EXERCISE -
Beginning with the opening line, restate the following material exactly, up through the line that contains "every registered notifier.".

INPUT DATA -
===============
//! Thin adapters over the AEAD primitives
//!
//! - symmetric: XChaCha20-Poly1305 keyed by the secret key
//! - asymmetric: NaCl box (X25519 + XSalsa20-Poly1305); a [`SalsaBox`] holds the
//!   precomputed shared key for one (peer public, local private) pair
//!
//! Every open failure collapses into [`SealError::MessageDecryption`].

use chacha20poly1305::{
    aead::{Aead, KeyInit},
    XChaCha20Poly1305, XNonce,
};
use crypto_box::{PublicKey, SalsaBox, SecretKey};

use pairseal_core::{SealError, SealResult, KEY_SIZE, NONCE_SIZE};

pub(crate) fn seal_symmetric(
    key: &[u8; KEY_SIZE],
    nonce: &[u8; NONCE_SIZE],
    plaintext: &[u8],
) -> SealResult<Vec<u8>> {
    let cipher = XChaCha20Poly1305::new(key.into());
    cipher
        .encrypt(XNonce::from_slice(nonce), plaintext)
        .map_err(|e| SealError::Encryption(format!("symmetric seal failed: {e}")))
}

pub(crate) fn open_symmetric(
    key: &[u8; KEY_SIZE],
    nonce: &[u8; NONCE_SIZE],
    ciphertext: &[u8],
) -> SealResult<Vec<u8>> {
    let cipher = XChaCha20Poly1305::new(key.into());
    cipher
        .decrypt(XNonce::from_slice(nonce), ciphertext)
        .map_err(|_| SealError::MessageDecryption)
}

/// Precompute the box shared key between `peer_public` and `private`.
pub(crate) fn precompute_shared_key(
    peer_public: &[u8; KEY_SIZE],
    private: &[u8; KEY_SIZE],
) -> SalsaBox {
    let peer = PublicKey::from(*peer_public);
    let secret = SecretKey::from(*private);
    SalsaBox::new(&peer, &secret)
}

pub(crate) fn seal_box(
    shared: &SalsaBox,
    nonce: &[u8; NONCE_SIZE],
    plaintext: &[u8],
) -> SealResult<Vec<u8>> {
    shared
        .encrypt(crypto_box::Nonce::from_slice(nonce), plaintext)
        .map_err(|e| SealError::Encryption(format!("box seal failed: {e}")))
}

pub(crate) fn open_box(
    shared: &SalsaBox,
    nonce: &[u8; NONCE_SIZE],
    ciphertext: &[u8],
) -> SealResult<Vec<u8>> {
    shared
        .decrypt(crypto_box::Nonce::from_slice(nonce), ciphertext)
        .map_err(|_| SealError::MessageDecryption)
}
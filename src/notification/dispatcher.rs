//! The notification dispatcher is a stateful actor that fans status-change
//! events out to every registered notifier.

use crate::core::{Notifier, StatusChangedEvent};
use std::sync::Arc;
use tokio::sync::{broadcast, watch};
use tracing::{debug, error, info};

/// The `NotificationDispatcher` actor.
///
/// Notifiers run sequentially per event. A failing notifier is logged and
/// skipped; it never stops the remaining channels or the loop itself.
pub struct NotificationDispatcher {
    notifiers: Vec<Arc<dyn Notifier>>,
    event_rx: broadcast::Receiver<StatusChangedEvent>,
}

impl NotificationDispatcher {
    /// Creates a new `NotificationDispatcher`.
    pub fn new(
        notifiers: Vec<Arc<dyn Notifier>>,
        event_rx: broadcast::Receiver<StatusChangedEvent>,
    ) -> Self {
        Self {
            notifiers,
            event_rx,
        }
    }

    /// Runs the dispatcher's main loop until shutdown or channel close.
    pub async fn run(mut self, mut shutdown_rx: watch::Receiver<bool>) {
        info!(
            notifiers = self.notifiers.len(),
            "NotificationDispatcher started."
        );

        loop {
            tokio::select! {
                biased;
                _ = shutdown_rx.changed() => {
                    info!("NotificationDispatcher received shutdown signal.");
                    break;
                }
                result = self.event_rx.recv() => {
                    match result {
                        Ok(event) => {
                            debug!(instance = %event.instance, "Dispatching status change");
                            self.dispatch(&event).await;
                        }
                        Err(broadcast::error::RecvError::Lagged(n)) => {
                            error!("NotificationDispatcher lagged, dropping {} events.", n);
                        }
                        Err(broadcast::error::RecvError::Closed) => {
                            info!("Event channel closed. Shutting down NotificationDispatcher.");
                            break;
                        }
                    }
                }
            }
        }
    }

    /// Invokes every notifier for a single event, in registration order.
    pub async fn dispatch(&self, event: &StatusChangedEvent) {
        for notifier in &self.notifiers {
            if let Err(e) = notifier.notify(event).await {
                error!(
                    notifier = notifier.name(),
                    instance = %event.instance,
                    error = %e,
                    "Notifier failed for status change"
                );
            }
        }
    }
}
===============
RESULT OF THE EXERCISE -
//! Thin adapters over the AEAD primitives
//!
//! - symmetric: XChaCha20-Poly1305 keyed by the secret key
//! - asymmetric: NaCl box (X25519 + XSalsa20-Poly1305); a [`SalsaBox`] holds the
//!   precomputed shared key for one (peer public, local private) pair
//!
//! Every open failure collapses into [`SealError::MessageDecryption`].

use chacha20poly1305::{
    aead::{Aead, KeyInit},
    XChaCha20Poly1305, XNonce,
};
use crypto_box::{PublicKey, SalsaBox, SecretKey};

use pairseal_core::{SealError, SealResult, KEY_SIZE, NONCE_SIZE};

pub(crate) fn seal_symmetric(
    key: &[u8; KEY_SIZE],
    nonce: &[u8; NONCE_SIZE],
    plaintext: &[u8],
) -> SealResult<Vec<u8>> {
    let cipher = XChaCha20Poly1305::new(key.into());
    cipher
        .encrypt(XNonce::from_slice(nonce), plaintext)
        .map_err(|e| SealError::Encryption(format!("symmetric seal failed: {e}")))
}

pub(crate) fn open_symmetric(
    key: &[u8; KEY_SIZE],
    nonce: &[u8; NONCE_SIZE],
    ciphertext: &[u8],
) -> SealResult<Vec<u8>> {
    let cipher = XChaCha20Poly1305::new(key.into());
    cipher
        .decrypt(XNonce::from_slice(nonce), ciphertext)
        .map_err(|_| SealError::MessageDecryption)
}

/// Precompute the box shared key between `peer_public` and `private`.
pub(crate) fn precompute_shared_key(
    peer_public: &[u8; KEY_SIZE],
    private: &[u8; KEY_SIZE],
) -> SalsaBox {
    let peer = PublicKey::from(*peer_public);
    let secret = SecretKey::from(*private);
    SalsaBox::new(&peer, &secret)
}

pub(crate) fn seal_box(
    shared: &SalsaBox,
    nonce: &[u8; NONCE_SIZE],
    plaintext: &[u8],
) -> SealResult<Vec<u8>> {
    shared
        .encrypt(crypto_box::Nonce::from_slice(nonce), plaintext)
        .map_err(|e| SealError::Encryption(format!("box seal failed: {e}")))
}

pub(crate) fn open_box(
    shared: &SalsaBox,
    nonce: &[u8; NONCE_SIZE],
    ciphertext: &[u8],
) -> SealResult<Vec<u8>> {
    shared
        .decrypt(crypto_box::Nonce::from_slice(nonce), ciphertext)
        .map_err(|_| SealError::MessageDecryption)
}
filename src/notification/dispatcher.rs
//! The notification dispatcher is a stateful actor that fans status-change
//! events out to every registered notifier.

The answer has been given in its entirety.